UNITED STATES

SECURITIES AND EXCHANGE COMMISSION

WASHINGTON, D.C. 20549

 

 

FORM 8-K

CURRENT REPORT

PURSUANT TO SECTION 13 OR 15(d) OF THE SECURITIES

EXCHANGE ACT OF 1934

February 19, 2008

Date of Report (Date of earliest event reported)

BASIN WATER, INC.

(Exact name of Registrant as specified in its charter)

 

Delaware   000-51991   20-4736881

(State or other jurisdiction of

incorporation)

  (Commission File Number)  

(I.R.S. Employer Identification

Number)

 

8731 Prestige Court

Rancho Cucamonga, CA

  91730
(Address of principal executive offices)   (Zip Code)

(909) 481-6800

Registrant’s telephone number, including area code

N/A

(Former name or former address, if changed since last report)

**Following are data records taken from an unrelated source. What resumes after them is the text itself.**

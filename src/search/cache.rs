//! Result caching with single-flight computation
//!
//! Finished results are kept in a pluggable [`CacheStore`] (in-memory LRU
//! with TTL by default). Concurrent identical requests that miss share one
//! computation: the first caller spawns it, later callers subscribe to its
//! result. The computation outlives any individual caller and is aborted
//! only once every caller has gone away.
//!
//! Backend failures never fail a request. A failed read is a miss, a failed
//! write is dropped; both are logged and counted.

use std::collections::HashMap;
use std::future::Future;
use std::num::NonZeroUsize;
use std::sync::atomic::{AtomicU64, AtomicUsize, Ordering};
use std::sync::{Arc, Weak};
use std::time::{Duration, Instant};

use lru::LruCache;
use parking_lot::Mutex;
use serde::{Deserialize, Serialize};
use sha2::{Digest, Sha256};
use tokio::sync::watch;
use tokio::task::{AbortHandle, JoinHandle};
use tracing::{debug, warn};

use crate::config::CacheConfig;
use crate::error::{HybrankError, Result};
use crate::search::query::Query;
use crate::search::result::SearchResult;

/// Key for cache entries: SHA-256 over every query field that can change
/// the result.
#[derive(Debug, Clone, PartialEq, Eq, Hash, PartialOrd, Ord)]
pub struct CacheKey(String);

impl CacheKey {
    /// Derive the key from a validated query whose rerank decision is final.
    pub fn for_query(query: &Query) -> Self {
        let mut hasher = Sha256::new();
        hasher.update(query.normalized_text.as_bytes());
        hasher.update([0u8]);
        hasher.update(query.mode.as_str().as_bytes());
        hasher.update([0u8]);
        hasher.update((query.topk as u64).to_le_bytes());
        hasher.update([u8::from(query.rerank_requested)]);
        hasher.update(query.strategy.as_str().as_bytes());
        Self(hex::encode(hasher.finalize()))
    }

    /// Full hex digest
    pub fn as_str(&self) -> &str {
        &self.0
    }

    /// Leading digest characters, for log lines
    pub fn short(&self) -> &str {
        &self.0[..12.min(self.0.len())]
    }
}

/// Stored result with its lifetime bounds.
#[derive(Debug, Clone)]
pub struct CacheEntry {
    pub value: Arc<SearchResult>,
    pub created_at: Instant,
    pub expires_at: Instant,
}

impl CacheEntry {
    pub fn new(value: Arc<SearchResult>, ttl: Duration) -> Self {
        let created_at = Instant::now();
        Self {
            value,
            created_at,
            expires_at: created_at + ttl,
        }
    }

    pub fn is_expired(&self, now: Instant) -> bool {
        now >= self.expires_at
    }
}

/// Storage backend for finished results.
///
/// The store only holds entries; expiry decisions are made by
/// [`ResultCache`] except in [`CacheStore::purge_expired`].
pub trait CacheStore: Send + Sync {
    fn get(&self, key: &CacheKey) -> Result<Option<CacheEntry>>;

    fn put(&self, key: CacheKey, entry: CacheEntry) -> Result<()>;

    /// Returns whether an entry was removed.
    fn remove(&self, key: &CacheKey) -> Result<bool>;

    fn clear(&self) -> Result<()>;

    /// Drop every entry expired at `now`; returns how many were dropped.
    fn purge_expired(&self, now: Instant) -> Result<usize>;

    fn len(&self) -> usize;

    fn is_empty(&self) -> bool {
        self.len() == 0
    }

    /// Entries pushed out by the capacity bound so far.
    fn evictions(&self) -> u64 {
        0
    }
}

/// In-memory LRU store
pub struct MemoryStore {
    entries: Mutex<LruCache<CacheKey, CacheEntry>>,
    evictions: AtomicU64,
}

impl MemoryStore {
    /// A capacity of zero is raised to one.
    pub fn new(capacity: usize) -> Self {
        let capacity = NonZeroUsize::new(capacity).unwrap_or(NonZeroUsize::MIN);
        Self {
            entries: Mutex::new(LruCache::new(capacity)),
            evictions: AtomicU64::new(0),
        }
    }

    pub fn capacity(&self) -> usize {
        self.entries.lock().cap().get()
    }
}

impl std::fmt::Debug for MemoryStore {
    fn fmt(&self, f: &mut std::fmt::Formatter<'_>) -> std::fmt::Result {
        f.debug_struct("MemoryStore")
            .field("len", &self.len())
            .field("evictions", &self.evictions.load(Ordering::Relaxed))
            .finish()
    }
}

impl CacheStore for MemoryStore {
    fn get(&self, key: &CacheKey) -> Result<Option<CacheEntry>> {
        Ok(self.entries.lock().get(key).cloned())
    }

    fn put(&self, key: CacheKey, entry: CacheEntry) -> Result<()> {
        let displaced = self.entries.lock().push(key.clone(), entry);
        if let Some((old_key, _)) = displaced {
            if old_key != key {
                self.evictions.fetch_add(1, Ordering::Relaxed);
            }
        }
        Ok(())
    }

    fn remove(&self, key: &CacheKey) -> Result<bool> {
        Ok(self.entries.lock().pop(key).is_some())
    }

    fn clear(&self) -> Result<()> {
        self.entries.lock().clear();
        Ok(())
    }

    fn purge_expired(&self, now: Instant) -> Result<usize> {
        let mut entries = self.entries.lock();
        let expired: Vec<CacheKey> = entries
            .iter()
            .filter(|(_, entry)| entry.is_expired(now))
            .map(|(key, _)| key.clone())
            .collect();
        for key in &expired {
            entries.pop(key);
        }
        Ok(expired.len())
    }

    fn len(&self) -> usize {
        self.entries.lock().len()
    }

    fn evictions(&self) -> u64 {
        self.evictions.load(Ordering::Relaxed)
    }
}

/// Cache counters
#[derive(Debug, Clone, Default, PartialEq, Serialize, Deserialize)]
pub struct CacheStats {
    pub hits: u64,
    /// Lookups that found no usable entry, coalesced waits included
    pub misses: u64,
    pub hit_rate: f64,
    pub entries: usize,
    /// Computations currently running
    pub in_flight: usize,
    /// Requests that joined a computation started by another request
    pub coalesced: u64,
    pub evictions: u64,
    pub expirations: u64,
    pub backend_errors: u64,
}

type FlightValue = Option<Result<Arc<SearchResult>>>;

/// One running computation and the callers waiting on it.
struct Flight {
    id: u64,
    rx: watch::Receiver<FlightValue>,
    waiters: AtomicUsize,
    abort: AbortHandle,
}

#[derive(Default)]
struct Counters {
    hits: AtomicU64,
    misses: AtomicU64,
    coalesced: AtomicU64,
    expirations: AtomicU64,
    backend_errors: AtomicU64,
}

struct CacheInner {
    store: Arc<dyn CacheStore>,
    ttl: Duration,
    in_flight: Mutex<HashMap<CacheKey, Arc<Flight>>>,
    next_flight: AtomicU64,
    counters: Counters,
}

impl CacheInner {
    /// Store lookup with expiry and failure handling; `None` is a miss.
    fn lookup(&self, key: &CacheKey) -> Option<Arc<SearchResult>> {
        match self.store.get(key) {
            Ok(Some(entry)) if !entry.is_expired(Instant::now()) => Some(entry.value),
            Ok(Some(_)) => {
                self.counters.expirations.fetch_add(1, Ordering::Relaxed);
                if let Err(err) = self.store.remove(key) {
                    self.backend_failure("remove", &err);
                }
                None
            }
            Ok(None) => None,
            Err(err) => {
                self.backend_failure("read", &err);
                None
            }
        }
    }

    fn save(&self, key: &CacheKey, value: Arc<SearchResult>) {
        if let Err(err) = self.store.put(key.clone(), CacheEntry::new(value, self.ttl)) {
            self.backend_failure("write", &err);
        }
    }

    fn backend_failure(&self, op: &str, err: &HybrankError) {
        self.counters.backend_errors.fetch_add(1, Ordering::Relaxed);
        warn!(op, error = %err, "Cache backend failure ignored");
    }

    /// Remove the flight for `key` if it is still flight `id`.
    fn finish_flight(&self, key: &CacheKey, id: u64) {
        let mut in_flight = self.in_flight.lock();
        if in_flight.get(key).is_some_and(|f| f.id == id) {
            in_flight.remove(key);
        }
    }
}

/// Releases a caller's interest in a flight; the last one out aborts an
/// unfinished computation.
struct WaiterGuard {
    inner: Arc<CacheInner>,
    key: CacheKey,
    flight: Arc<Flight>,
}

impl Drop for WaiterGuard {
    fn drop(&mut self) {
        let mut in_flight = self.inner.in_flight.lock();
        let remaining = self.flight.waiters.fetch_sub(1, Ordering::AcqRel) - 1;
        if remaining == 0 && self.flight.rx.borrow().is_none() {
            self.flight.abort.abort();
            if in_flight.get(&self.key).is_some_and(|f| f.id == self.flight.id) {
                in_flight.remove(&self.key);
            }
            debug!(key = self.key.short(), "Abandoned computation aborted");
        }
    }
}

/// TTL/LRU result cache with single-flight computation.
///
/// Cheap to clone; clones share state.
#[derive(Clone)]
pub struct ResultCache {
    inner: Arc<CacheInner>,
}

impl std::fmt::Debug for ResultCache {
    fn fmt(&self, f: &mut std::fmt::Formatter<'_>) -> std::fmt::Result {
        f.debug_struct("ResultCache")
            .field("ttl", &self.inner.ttl)
            .field("entries", &self.inner.store.len())
            .field("in_flight", &self.inner.in_flight.lock().len())
            .finish()
    }
}

impl ResultCache {
    pub fn new(store: Arc<dyn CacheStore>, ttl: Duration) -> Self {
        Self {
            inner: Arc::new(CacheInner {
                store,
                ttl,
                in_flight: Mutex::new(HashMap::new()),
                next_flight: AtomicU64::new(0),
                counters: Counters::default(),
            }),
        }
    }

    /// In-memory cache sized and timed from configuration.
    pub fn from_config(config: &CacheConfig) -> Self {
        Self::new(
            Arc::new(MemoryStore::new(config.max_entries)),
            Duration::from_secs(config.ttl_seconds),
        )
    }

    pub fn ttl(&self) -> Duration {
        self.inner.ttl
    }

    /// Return the cached result for `key`, or run `compute` exactly once
    /// across all concurrent callers for that key.
    ///
    /// The boolean is `true` when the result came from the store. Errors are
    /// delivered to every waiter and never cached. Must be called from
    /// within a tokio runtime.
    pub async fn get_or_compute<F, Fut>(
        &self,
        key: CacheKey,
        compute: F,
    ) -> Result<(Arc<SearchResult>, bool)>
    where
        F: FnOnce() -> Fut,
        Fut: Future<Output = Result<SearchResult>> + Send + 'static,
    {
        let inner = &self.inner;
        if let Some(hit) = inner.lookup(&key) {
            inner.counters.hits.fetch_add(1, Ordering::Relaxed);
            return Ok((hit, true));
        }

        let flight = {
            let mut in_flight = inner.in_flight.lock();
            if let Some(existing) = in_flight.get(&key) {
                existing.waiters.fetch_add(1, Ordering::AcqRel);
                inner.counters.misses.fetch_add(1, Ordering::Relaxed);
                inner.counters.coalesced.fetch_add(1, Ordering::Relaxed);
                debug!(key = key.short(), "Joined in-flight computation");
                Arc::clone(existing)
            } else if let Some(hit) = inner.lookup(&key) {
                // A flight finished between the first lookup and taking the lock.
                inner.counters.hits.fetch_add(1, Ordering::Relaxed);
                return Ok((hit, true));
            } else {
                inner.counters.misses.fetch_add(1, Ordering::Relaxed);
                let flight = self.start_flight(key.clone(), compute());
                in_flight.insert(key.clone(), Arc::clone(&flight));
                flight
            }
        };

        let guard = WaiterGuard {
            inner: Arc::clone(inner),
            key,
            flight,
        };
        let mut rx = guard.flight.rx.clone();
        let value = match rx.wait_for(Option::is_some).await {
            Ok(value) => value.clone(),
            Err(_) => None,
        };
        drop(guard);

        match value {
            Some(Ok(result)) => Ok((result, false)),
            Some(Err(err)) => Err(err),
            None => Err(HybrankError::Internal(
                "cached computation ended without a result".to_string(),
            )),
        }
    }

    /// Spawn the computation. Called with the in-flight lock held, so the
    /// task cannot retire its flight before it is registered.
    fn start_flight<Fut>(&self, key: CacheKey, fut: Fut) -> Arc<Flight>
    where
        Fut: Future<Output = Result<SearchResult>> + Send + 'static,
    {
        let id = self.inner.next_flight.fetch_add(1, Ordering::Relaxed);
        let (tx, rx) = watch::channel(None);
        let inner = Arc::clone(&self.inner);

        let handle = tokio::spawn(async move {
            let outcome = fut.await.map(Arc::new);
            if let Ok(result) = &outcome {
                // Stored before the flight retires so no caller can miss both.
                inner.save(&key, Arc::clone(result));
            }
            inner.finish_flight(&key, id);
            let _ = tx.send(Some(outcome));
        });

        Arc::new(Flight {
            id,
            rx,
            waiters: AtomicUsize::new(1),
            abort: handle.abort_handle(),
        })
    }

    /// Drop one entry. Returns whether it existed.
    pub fn invalidate(&self, key: &CacheKey) -> bool {
        match self.inner.store.remove(key) {
            Ok(removed) => removed,
            Err(err) => {
                self.inner.backend_failure("remove", &err);
                false
            }
        }
    }

    pub fn clear(&self) {
        if let Err(err) = self.inner.store.clear() {
            self.inner.backend_failure("clear", &err);
        }
    }

    /// Drop every expired entry now.
    pub fn purge_expired(&self) -> usize {
        match self.inner.store.purge_expired(Instant::now()) {
            Ok(purged) => {
                self.inner
                    .counters
                    .expirations
                    .fetch_add(purged as u64, Ordering::Relaxed);
                purged
            }
            Err(err) => {
                self.inner.backend_failure("purge", &err);
                0
            }
        }
    }

    /// Periodically purge expired entries. The task ends on its own once
    /// every handle to this cache is dropped.
    pub fn spawn_sweeper(&self, interval: Duration) -> JoinHandle<()> {
        let weak: Weak<CacheInner> = Arc::downgrade(&self.inner);
        tokio::spawn(async move {
            let mut ticker = tokio::time::interval(interval);
            ticker.tick().await;
            loop {
                ticker.tick().await;
                let Some(inner) = weak.upgrade() else {
                    break;
                };
                let purged = Self { inner }.purge_expired();
                if purged > 0 {
                    debug!(purged, "Cache sweep");
                }
            }
        })
    }

    pub fn stats(&self) -> CacheStats {
        let counters = &self.inner.counters;
        let hits = counters.hits.load(Ordering::Relaxed);
        let misses = counters.misses.load(Ordering::Relaxed);
        let lookups = hits + misses;
        CacheStats {
            hits,
            misses,
            hit_rate: if lookups == 0 {
                0.0
            } else {
                hits as f64 / lookups as f64
            },
            entries: self.inner.store.len(),
            in_flight: self.inner.in_flight.lock().len(),
            coalesced: counters.coalesced.load(Ordering::Relaxed),
            evictions: self.inner.store.evictions(),
            expirations: counters.expirations.load(Ordering::Relaxed),
            backend_errors: counters.backend_errors.load(Ordering::Relaxed),
        }
    }
}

Check the appropriate box below if the Form 8-K filing is intended to simultaneously satisfy the filing obligation of the registrant under any of the following provisions (see General Instruction A.2. below):

 

¨ Written communications pursuant to Rule 425 under the Securities Act (17 CFR 230.425)

 

¨ Soliciting material pursuant to Rule 14a-12 under the Exchange Act (17 CFR 240.14a-12)

 

¨ Pre-commencement communications pursuant to Rule 14d-2(b) under the Exchange Act (17 CFR 240.14d-2(b))

 

¨ Pre-commencement communications pursuant to Rule 13e-4(c) under the Exchange Act (17 CFR 240.13e-4(c))

 

 

 


Item 1.01 Entry into a Material Definitive Agreement.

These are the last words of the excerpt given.